*** Begin section ***

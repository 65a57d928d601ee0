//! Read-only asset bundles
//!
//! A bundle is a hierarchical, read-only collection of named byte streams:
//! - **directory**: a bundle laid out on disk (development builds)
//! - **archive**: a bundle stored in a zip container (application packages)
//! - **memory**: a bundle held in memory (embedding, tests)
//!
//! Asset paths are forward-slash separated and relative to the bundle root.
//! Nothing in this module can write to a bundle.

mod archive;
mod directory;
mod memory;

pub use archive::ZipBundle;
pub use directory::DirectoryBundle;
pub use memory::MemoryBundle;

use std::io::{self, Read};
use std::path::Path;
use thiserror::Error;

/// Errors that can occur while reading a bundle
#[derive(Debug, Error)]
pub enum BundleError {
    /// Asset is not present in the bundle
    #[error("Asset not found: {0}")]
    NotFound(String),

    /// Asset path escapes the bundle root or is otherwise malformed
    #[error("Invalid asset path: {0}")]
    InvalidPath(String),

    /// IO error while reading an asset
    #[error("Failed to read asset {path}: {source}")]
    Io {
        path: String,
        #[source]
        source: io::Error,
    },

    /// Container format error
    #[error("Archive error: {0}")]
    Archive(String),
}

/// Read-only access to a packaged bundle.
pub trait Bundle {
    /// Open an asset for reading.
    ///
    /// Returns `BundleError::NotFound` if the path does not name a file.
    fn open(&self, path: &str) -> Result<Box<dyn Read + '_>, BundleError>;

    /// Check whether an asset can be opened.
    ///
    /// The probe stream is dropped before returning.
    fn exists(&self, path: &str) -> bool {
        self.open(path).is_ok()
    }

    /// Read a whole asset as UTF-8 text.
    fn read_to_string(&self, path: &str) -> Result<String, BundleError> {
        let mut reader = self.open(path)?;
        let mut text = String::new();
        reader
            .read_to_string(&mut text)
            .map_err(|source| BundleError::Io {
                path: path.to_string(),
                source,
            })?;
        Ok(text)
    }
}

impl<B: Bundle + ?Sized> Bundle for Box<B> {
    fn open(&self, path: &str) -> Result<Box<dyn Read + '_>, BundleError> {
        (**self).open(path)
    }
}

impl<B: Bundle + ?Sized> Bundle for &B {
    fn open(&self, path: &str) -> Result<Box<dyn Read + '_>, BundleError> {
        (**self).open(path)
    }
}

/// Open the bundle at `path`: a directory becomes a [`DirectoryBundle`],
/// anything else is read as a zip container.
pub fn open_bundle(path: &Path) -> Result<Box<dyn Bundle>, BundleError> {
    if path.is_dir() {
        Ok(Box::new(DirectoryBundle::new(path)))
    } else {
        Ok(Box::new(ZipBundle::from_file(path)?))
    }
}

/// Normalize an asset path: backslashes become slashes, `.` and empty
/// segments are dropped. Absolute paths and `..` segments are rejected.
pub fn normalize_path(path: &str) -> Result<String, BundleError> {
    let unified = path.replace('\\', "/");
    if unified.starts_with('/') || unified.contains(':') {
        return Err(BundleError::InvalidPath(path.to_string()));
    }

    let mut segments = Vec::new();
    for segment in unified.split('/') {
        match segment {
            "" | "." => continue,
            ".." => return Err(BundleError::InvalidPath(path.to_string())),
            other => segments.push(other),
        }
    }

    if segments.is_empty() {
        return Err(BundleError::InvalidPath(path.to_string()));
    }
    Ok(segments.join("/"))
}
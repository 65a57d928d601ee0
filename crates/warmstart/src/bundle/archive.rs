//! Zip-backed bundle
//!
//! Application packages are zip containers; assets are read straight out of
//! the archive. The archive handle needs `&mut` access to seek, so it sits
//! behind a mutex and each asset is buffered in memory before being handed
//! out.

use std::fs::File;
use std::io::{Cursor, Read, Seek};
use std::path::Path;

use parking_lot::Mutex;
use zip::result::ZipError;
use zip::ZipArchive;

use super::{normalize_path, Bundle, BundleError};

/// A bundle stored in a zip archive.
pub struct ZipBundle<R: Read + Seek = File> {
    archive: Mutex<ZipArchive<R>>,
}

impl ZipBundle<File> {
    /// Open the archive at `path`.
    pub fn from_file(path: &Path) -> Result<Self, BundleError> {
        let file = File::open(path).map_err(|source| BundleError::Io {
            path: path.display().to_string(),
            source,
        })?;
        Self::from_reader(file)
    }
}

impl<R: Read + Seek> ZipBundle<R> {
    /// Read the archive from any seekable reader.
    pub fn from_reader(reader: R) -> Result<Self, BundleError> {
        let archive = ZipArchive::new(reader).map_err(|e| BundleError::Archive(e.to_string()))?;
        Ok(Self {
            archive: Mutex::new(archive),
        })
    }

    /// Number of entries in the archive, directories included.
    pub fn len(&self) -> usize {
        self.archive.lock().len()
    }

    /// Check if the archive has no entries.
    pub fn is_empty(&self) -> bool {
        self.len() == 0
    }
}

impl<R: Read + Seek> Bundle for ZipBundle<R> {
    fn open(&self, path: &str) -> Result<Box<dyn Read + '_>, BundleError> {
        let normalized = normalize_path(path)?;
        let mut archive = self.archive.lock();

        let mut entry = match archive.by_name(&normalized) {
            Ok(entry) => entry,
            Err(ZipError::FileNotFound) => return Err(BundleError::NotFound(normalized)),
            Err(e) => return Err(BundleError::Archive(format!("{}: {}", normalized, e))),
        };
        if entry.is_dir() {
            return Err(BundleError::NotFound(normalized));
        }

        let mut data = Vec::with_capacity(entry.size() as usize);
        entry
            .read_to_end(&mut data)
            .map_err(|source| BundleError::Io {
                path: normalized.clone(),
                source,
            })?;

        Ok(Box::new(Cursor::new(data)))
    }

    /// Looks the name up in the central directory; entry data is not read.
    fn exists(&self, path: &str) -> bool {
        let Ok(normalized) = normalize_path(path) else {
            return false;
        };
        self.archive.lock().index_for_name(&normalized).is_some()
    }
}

*** End section ***

Taking the entries from their first line through the line with "the bundle root.", inclusive, restate each line word for word and give nothing else.

● Solution for this task:
repository 65a57d928d601ee0
//! Read-only asset bundles
//!
//! A bundle is a hierarchical, read-only collection of named byte streams:
//! - **directory**: a bundle laid out on disk (development builds)
//! - **archive**: a bundle stored in a zip container (application packages)
//! - **memory**: a bundle held in memory (embedding, tests)
//!
//! Asset paths are forward-slash separated and relative to the bundle root.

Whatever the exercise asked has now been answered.